Posted by Angela Kang and Jennifer Small
The latest RSA Monthly Fraud Report warns of a new “plug-and-play” phishing kit that can install a phishing site within two seconds. Creating a phishing site is now as easy as installing a “.exe” file. If that doesn’t ring any alarm bells, McAfee Avert Labs reports a 784% increase in phishing sites in the first quarter of 2007, with no slowdown in sight.
You might think these developments affect only the “suckers” that fall prey to these sites, and if someone is naïve enough to think they’ve won a free iPhone, they deserve what’s coming to them. But two new studies show that we’re more vulnerable than we might think.
In his study, “Mind Games,” Dr. James Blascovich, professor of psychology at the University of California, Santa Barbara, shows how cybercriminals use fear, greed, and lust to dupe even the most sophisticated users. “No one likes to think of himself or herself as a ‘sucker,’ but clearly scam-spam would become extinct if it was unprofitable.” He also adds that by scamming $20 from just one-fourth of 1% of the U.S. population, cybercriminals can earn $15 million a day and nearly $5.5 billion per year.
Dr. Eszter Hargittai, professor of communication studies and sociology at Northwestern University, conducted a study in which less than 15% of her Internet savvy participants thought a phishing email was suspicious enough to report.

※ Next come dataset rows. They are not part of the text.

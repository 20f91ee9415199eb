//! Time-bounded game-tree search for Isolation.
//!
//! [`engine::select_move`] is the entry point: iterative deepening alpha-beta
//! over any [`logic::game::GameState`], polling a caller-supplied clock at
//! every node. [`logic::board::Board`] is the reference board.

pub mod engine;
pub mod logic;
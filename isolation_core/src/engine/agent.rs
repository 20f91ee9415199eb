use crate::engine::config::{SearchConfig, Strategy};
use crate::engine::deadline::{Deadline, SearchTimeout};
use crate::engine::deepening::iterative_deepening;
use crate::engine::search::SearchContext;
use crate::engine::{Move, SearchStats};
use crate::logic::game::GameState;
use rand::seq::SliceRandom;
use std::time::{Duration, Instant};

/// A player that picks moves with the search named in its config.
#[derive(Debug, Clone, Default)]
pub struct Agent {
    config: SearchConfig,
}

impl Agent {
    pub const fn new(config: SearchConfig) -> Self {
        Self { config }
    }

    pub const fn config(&self) -> &SearchConfig {
        &self.config
    }

    pub fn get_move<S, F>(&self, state: &S, time_left: F) -> Move
    where
        S: GameState,
        F: Fn() -> Duration,
    {
        self.search(state, time_left).0
    }

    /// Fixed-depth strategies have no earlier result to fall back on, so a
    /// timeout there forfeits with `Move::NONE`.
    pub fn search<S, F>(&self, state: &S, time_left: F) -> (Move, SearchStats)
    where
        S: GameState,
        F: Fn() -> Duration,
    {
        let config = &self.config;
        match config.strategy {
            Strategy::IterativeDeepening => {
                iterative_deepening(state, &config.heuristic, config, time_left)
            }
            Strategy::Minimax => fixed_depth(state, config, time_left, false),
            Strategy::AlphaBeta => fixed_depth(state, config, time_left, true),
            Strategy::Random => {
                let mv = state
                    .legal_moves()
                    .choose(&mut rand::thread_rng())
                    .copied()
                    .unwrap_or(Move::NONE);
                (mv, SearchStats::default())
            }
        }
    }
}

fn fixed_depth<S, F>(
    state: &S,
    config: &SearchConfig,
    time_left: F,
    prune: bool,
) -> (Move, SearchStats)
where
    S: GameState,
    F: Fn() -> Duration,
{
    let start = Instant::now();
    let deadline = Deadline::new(time_left, config.timer_threshold());
    let mut ctx = SearchContext::new(&config.heuristic, deadline, state.active_player());
    let depth = config.depth();

    let mut stats = SearchStats::default();
    let result = if prune {
        ctx.alphabeta(state, depth)
    } else {
        ctx.minimax(state, depth)
    };
    let mv = match result {
        Ok((mv, score)) => {
            stats.depth = depth;
            stats.score = score;
            mv
        }
        Err(SearchTimeout) => {
            log::debug!("fixed-depth {:?} search timed out at depth {depth}", config.strategy);
            Move::NONE
        }
    };

    stats.nodes = ctx.nodes();
    stats.checks = ctx.checks();
    #[allow(clippy::cast_possible_truncation)]
    {
        stats.time_ms = start.elapsed().as_millis() as u64;
    }
    (mv, stats)
}
use arena::{play_match, MatchConfig};
use std::error::Error;

mod arena;

fn main() -> Result<(), Box<dyn Error>> {
    // initialize tracing
    tracing_subscriber::fmt::init();

    let config = match std::env::args().nth(1) {
        Some(path) => {
            tracing::debug!(path = %path, "loading match config");
            MatchConfig::load_from_json(&std::fs::read_to_string(path)?)?
        }
        None => MatchConfig::default(),
    };

    let result = play_match(&config);
    println!("{}", result.board);
    println!(
        "{} wins after {} moves: {}",
        result.winner,
        result.history.len(),
        result.reason
    );
    Ok(())
}
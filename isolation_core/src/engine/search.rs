use crate::engine::deadline::{Deadline, SearchTimeout};
use crate::engine::Evaluator;
use crate::logic::game::{GameState, Player};
use std::time::Duration;

/// State shared by every node of one search.
///
/// Leaves are always scored from `player`'s side, the player who asked for
/// the move, so max nodes are that player's turns and min nodes the
/// opponent's. The recursions live in `minimax` and `alphabeta`.
pub struct SearchContext<'e, E, F> {
    evaluator: &'e E,
    deadline: Deadline<F>,
    player: Player,
    limit: u32,
    nodes: u64,
    depth_cutoff: bool,
}

impl<'e, E, F> SearchContext<'e, E, F>
where
    E: Evaluator,
    F: Fn() -> Duration,
{
    pub const fn new(evaluator: &'e E, deadline: Deadline<F>, player: Player) -> Self {
        Self {
            evaluator,
            deadline,
            player,
            limit: 0,
            nodes: 0,
            depth_cutoff: false,
        }
    }

    /// Starts a new depth-bounded pass. Counters keep accumulating.
    pub(crate) fn begin(&mut self, limit: u32) {
        self.limit = limit;
        self.depth_cutoff = false;
    }

    /// First thing every node does. Nothing else runs once the clock is
    /// below the threshold.
    pub(crate) fn enter(&mut self) -> Result<(), SearchTimeout> {
        self.deadline.check()?;
        self.nodes += 1;
        Ok(())
    }

    pub(crate) fn cutoff_test<S: GameState>(&mut self, state: &S, depth: u32) -> bool {
        if state.is_terminal() {
            return true;
        }
        if depth >= self.limit {
            self.depth_cutoff = true;
            return true;
        }
        false
    }

    pub(crate) fn score<S: GameState>(&self, state: &S) -> f64 {
        self.evaluator.evaluate(state, self.player)
    }

    pub const fn player(&self) -> Player {
        self.player
    }

    pub const fn nodes(&self) -> u64 {
        self.nodes
    }

    pub const fn checks(&self) -> u64 {
        self.deadline.checks()
    }

    /// Whether the last pass stopped anywhere because of its depth limit.
    ///
    /// `false` after a completed pass means every leaf was a finished game,
    /// so searching deeper gives the same answer.
    pub const fn reached_depth_limit(&self) -> bool {
        self.depth_cutoff
    }
}
use crate::engine::deadline::SearchTimeout;
use crate::engine::search::SearchContext;
use crate::engine::{Evaluator, Move};
use crate::logic::game::GameState;
use std::time::Duration;

impl<E, F> SearchContext<'_, E, F>
where
    E: Evaluator,
    F: Fn() -> Duration,
{
    /// Depth-limited minimax with alpha-beta pruning.
    ///
    /// Picks a move of the same value as [`SearchContext::minimax`] at the
    /// same depth while visiting no more nodes.
    pub fn alphabeta<S: GameState>(
        &mut self,
        state: &S,
        depth: u32,
    ) -> Result<(Move, f64), SearchTimeout> {
        self.begin(depth);
        let (value, mv) = self.alphabeta_max(state, 0, f64::NEG_INFINITY, f64::INFINITY)?;
        Ok((mv, value))
    }

    fn alphabeta_max<S: GameState>(
        &mut self,
        state: &S,
        depth: u32,
        mut alpha: f64,
        beta: f64,
    ) -> Result<(f64, Move), SearchTimeout> {
        self.enter()?;

        if depth > 0 && self.cutoff_test(state, depth) {
            return Ok((self.score(state), Move::NONE));
        }

        let mut value = f64::NEG_INFINITY;
        let mut best_move = Move::NONE;
        for mv in state.legal_moves() {
            let child = self.alphabeta_min(&state.forecast_move(mv), depth + 1, alpha, beta)?;
            if best_move.is_none() || child > value {
                value = child;
                best_move = mv;
            }
            if value >= beta {
                break;
            }
            alpha = alpha.max(value);
        }
        Ok((value, best_move))
    }

    fn alphabeta_min<S: GameState>(
        &mut self,
        state: &S,
        depth: u32,
        alpha: f64,
        mut beta: f64,
    ) -> Result<f64, SearchTimeout> {
        self.enter()?;

        if self.cutoff_test(state, depth) {
            return Ok(self.score(state));
        }

        let mut value = f64::INFINITY;
        for mv in state.legal_moves() {
            let (child, _) = self.alphabeta_max(&state.forecast_move(mv), depth + 1, alpha, beta)?;
            value = value.min(child);
            if value <= alpha {
                break;
            }
            beta = beta.min(value);
        }
        Ok(value)
    }
}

Phishing scams are a growing threat for online companies as well. Although state anti-phishing laws provide a cause of action to adversely affected Internet site owners, online companies are taking preventive measures to protect consumers as they risk losing sales and reputation. Paypal and eBay, the most popular phishing targets, recently announced the release of a security product using authentication tokens to fight these attacks.
Note: You can report phishy activity to the FBI’s Internet Crime Complaint Center.